Transcribed by Don Callison
Copyright 1997

    This was in 1969.
    I’d flown as a door gunner doing orientation and training with the War Wagons for a couple days prior to this, but on my very first day as an actual scout pilot I flew as wingman or “trail” behind scout lead, Loren Bliss. We were flying Hughes OH6As. The helicopters were called Loaches and we were working right across the river from our military home base at Dong Tam, maybe a mile or so south down the river.

    Crusaders, Ace Cozalio and Marty Taggart were above and covering us in their AH1G Cobra attack helicopters.
    Ace tells Loren to turn and vectors us to an area that he thinks looks like there might some stuff worth checking out.  Just about the time we got to where Ace was indicating.... I was just sitting there watching...and I literally froze. I was watching Loren. Little puffs of smoke and shit starts coming off his aircraft! My doorgunner opens up. I open up with the mini gun. Everybody’s yelling, ”Taking fire! Taking fire”!  Loren comes up on the radio and yells “I’m gonna put this thing down”! There was this little area in front of him. He was on short final to it and I was flying formation right behind him. He got to about three feet off the ground and a control rod or something must have snapped. His Loach just nosed over, hit the ground and flipped end over end... boom!... and caught on fire. His doorgunner climbed out of the wreckage first.

    Ace came down there in his Cobra. He was hovering around, then right over the top of the crashed aircraft.... the crazy son of a bitch.... trying to help.

    The LOH was burning and we still hadn’t seen Loren. I landed and my doorgunner got out. (To this day I don’t remember who he was.) But he got to the burning ship at about the same time Loren came crawling out.

    Now, I had landed just a couple of yards away, right beside his helicopter, but Loren jumped up and headed the other way. My doorgunner chased and grabbed him. He yanked his ass down and dragged him back to our ship. We loaded him and his gunner and we all got the hell out of there. We didn’t know we had just started a major battle.
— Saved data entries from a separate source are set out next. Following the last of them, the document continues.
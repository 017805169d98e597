//! API handlers for the catalogue REST endpoints

pub mod health;
pub mod livres;
pub mod openapi;
pub mod stats;

use axum::{
    extract::FromRequestParts,
    routing::{get, patch},
    Router,
};
use tower_http::{
    compression::CompressionLayer,
    cors::{Any, CorsLayer},
    trace::TraceLayer,
};

use crate::{error::AppError, AppState};

/// Query string extractor whose rejections use the error envelope
#[derive(FromRequestParts)]
#[from_request(via(axum::extract::Query), rejection(AppError))]
pub struct ApiQuery<T>(pub T);

/// Path parameter extractor whose rejections use the error envelope
#[derive(FromRequestParts)]
#[from_request(via(axum::extract::Path), rejection(AppError))]
pub struct ApiPath<T>(pub T);

/// Create the application router with all routes
pub fn create_router(state: AppState) -> Router {
    // CORS configuration
    let cors = CorsLayer::new()
        .allow_origin(Any)
        .allow_methods(Any)
        .allow_headers(Any);

    let api = Router::new()
        // Health check
        .route("/health", get(health::health_check))
        // Catalog
        .route("/livres", get(livres::list_livres))
        .route("/livres/types", get(livres::list_types))
        .route("/livres/search", get(livres::search_livres))
        .route("/livres/:id", patch(livres::update_loan_state))
        // Statistics
        .route("/stats", get(stats::get_stats))
        .with_state(state);

    // OpenAPI documentation
    let openapi = openapi::create_openapi_router();

    Router::new()
        .nest("/api", api)
        .merge(openapi)
        .layer(TraceLayer::new_for_http())
        .layer(CompressionLayer::new())
        .layer(cors)
}
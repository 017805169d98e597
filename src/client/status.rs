//! Status line shown above the catalog and dashboard

use std::fmt;

#[derive(Debug, Clone, Copy, PartialEq, Eq)]
pub enum StatusKind {
    Info,
    Loading,
    Success,
    Error,
}

#[derive(Debug, Clone, PartialEq, Eq)]
pub struct StatusLine {
    pub kind: StatusKind,
    pub message: String,
}

impl StatusLine {
    pub fn new(kind: StatusKind, message: impl Into<String>) -> Self {
        Self {
            kind,
            message: message.into(),
        }
    }

    pub fn info(message: impl Into<String>) -> Self {
        Self::new(StatusKind::Info, message)
    }

    pub fn loading(message: impl Into<String>) -> Self {
        Self::new(StatusKind::Loading, message)
    }

    pub fn success(message: impl Into<String>) -> Self {
        Self::new(StatusKind::Success, message)
    }

    pub fn error(message: impl fmt::Display) -> Self {
        Self::new(StatusKind::Error, format!("Erreur: {}", message))
    }
}

impl Default for StatusLine {
    fn default() -> Self {
        Self::info("")
    }
}

impl fmt::Display for StatusLine {
    fn fmt(&self, f: &mut fmt::Formatter<'_>) -> fmt::Result {
        let marker = match self.kind {
            StatusKind::Info => "i",
            StatusKind::Loading => "…",
            StatusKind::Success => "✓",
            StatusKind::Error => "✗",
        };
        write!(f, "[{}] {}", marker, self.message)
    }
}

/// Non-fatal notice shown when the server cannot be reached
pub fn server_unavailable_notice(error: &str) -> String {
    format!(
        "Serveur non disponible\n\
         Assurez-vous que le serveur est démarré :\n  \
         1. Configurez la base dans config/default.toml ou via DATABASE_URL\n  \
         2. Lancez le serveur catalogue-server\n\
         Erreur actuelle: {}",
        error
    )
}
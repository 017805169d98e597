//! OpenAPI documentation

use axum::Router;
use utoipa::OpenApi;
use utoipa_swagger_ui::SwaggerUi;

use crate::api::{health, livres, stats};

#[derive(OpenApi)]
#[openapi(
    info(
        title = "Catalogue API",
        version = "0.1.0",
        description = "Library document catalog REST API",
        license(name = "AGPL-3.0", url = "https://www.gnu.org/licenses/agpl-3.0.html")
    ),
    servers(
        (url = "/api", description = "Catalogue API")
    ),
    paths(
        // Health
        health::health_check,
        // Catalog
        livres::list_livres,
        livres::list_types,
        livres::search_livres,
        livres::update_loan_state,
        // Stats
        stats::get_stats,
    ),
    components(
        schemas(
            // Records
            crate::models::record::Record,
            crate::models::record::RecordId,
            crate::models::query::ListQuery,
            crate::models::query::SearchQuery,
            crate::models::query::LoanRequest,
            crate::models::query::LoanAction,
            // Envelopes
            crate::models::envelope::RecordListing,
            crate::models::envelope::RecordList,
            crate::models::envelope::TypeList,
            crate::models::envelope::MessageResponse,
            crate::models::envelope::StatsResponse,
            // Stats
            crate::models::stats::CatalogStats,
            crate::models::stats::GroupCount,
            crate::models::stats::ReservationRollup,
            crate::models::stats::AvailabilityBreakdown,
            // Health
            health::HealthResponse,
            // Errors
            crate::error::ErrorResponse,
        )
    ),
    tags(
        (name = "health", description = "Health check endpoints"),
        (name = "livres", description = "Catalog records and loans"),
        (name = "stats", description = "Statistics")
    )
)]
pub struct ApiDoc;

/// Create the OpenAPI documentation router
pub fn create_openapi_router() -> Router {
    Router::new()
        .merge(SwaggerUi::new("/swagger-ui").url("/api-docs/openapi.json", ApiDoc::openapi()))
}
    I took Loren and his gunner to the little hospital at Dong Tam then headed back to the airfield.

    We were checking for damage to my aircraft when Captain Breed, the Scout platoon leader comes up and says, ”What the hell’s going on over there”?  I say, “ I really don’t know, but there are loads of fuckin bunkers, hootches and equipment. Tons of stuff and its just laying around all over the place. It’s fuckin unbelievable”! (I never saw anything like that again either. Just piles of nipa palm covering shit laying everywhere.)

    So Breed says, ”Well, come on Duncan”.  He rounds up a doorgunner and says, “Let’s go over there. You can fly my trail”. I said, “You gotta be shiting me! That’s a bad fuckin place! Man, I wouldn’t be slowing down when we get there, we’ll get the shit shot out of us”.

    By this time very gunship within a twenty miles of Dong Tam was rolling in hot on the battle scene. Hell they were forming fuckin daisy chains! Even guys coming back from other missions were unloading their left over rockets and shit. Everybody was just dumping their shit into the area. They even started inserting a Brigade from the 9th Infantry Division.

    So Breed says, “Come on Duncan”!  So I’m reluctantly flying behind the son of a bitch and he’s going about 90 knots. We were ten feet off the trees just screaming across this battle area. The ground and trees are just a blur and I’m thinking, “This is about the most insane fuckin thing I’ve ever had to do”. But at any rate, we made about two fast passes, drawing fire the whole fuckin time. Finally somebody yells on the radio, “You Scouts just get the fuck out of there and let us shoot”! We went back across the river to Dong Tam.

    Later we sat up on the roofs of our hootches, got drunk and watched the shit fly. It went on for the next three days and we had good seats for the show. It just went on and on. Twenty four hours a day. There were Cobras and Charlie model gunships. Hell, the Air Force was even over there dropping bombs. There was so much stuff going on they wouldn’t let the scouts go in. We just enjoyed having a couple of days off.

    Later we were told that we had found the biggest fuckin group of enemy Vietnamese troops ever discovered up to that time.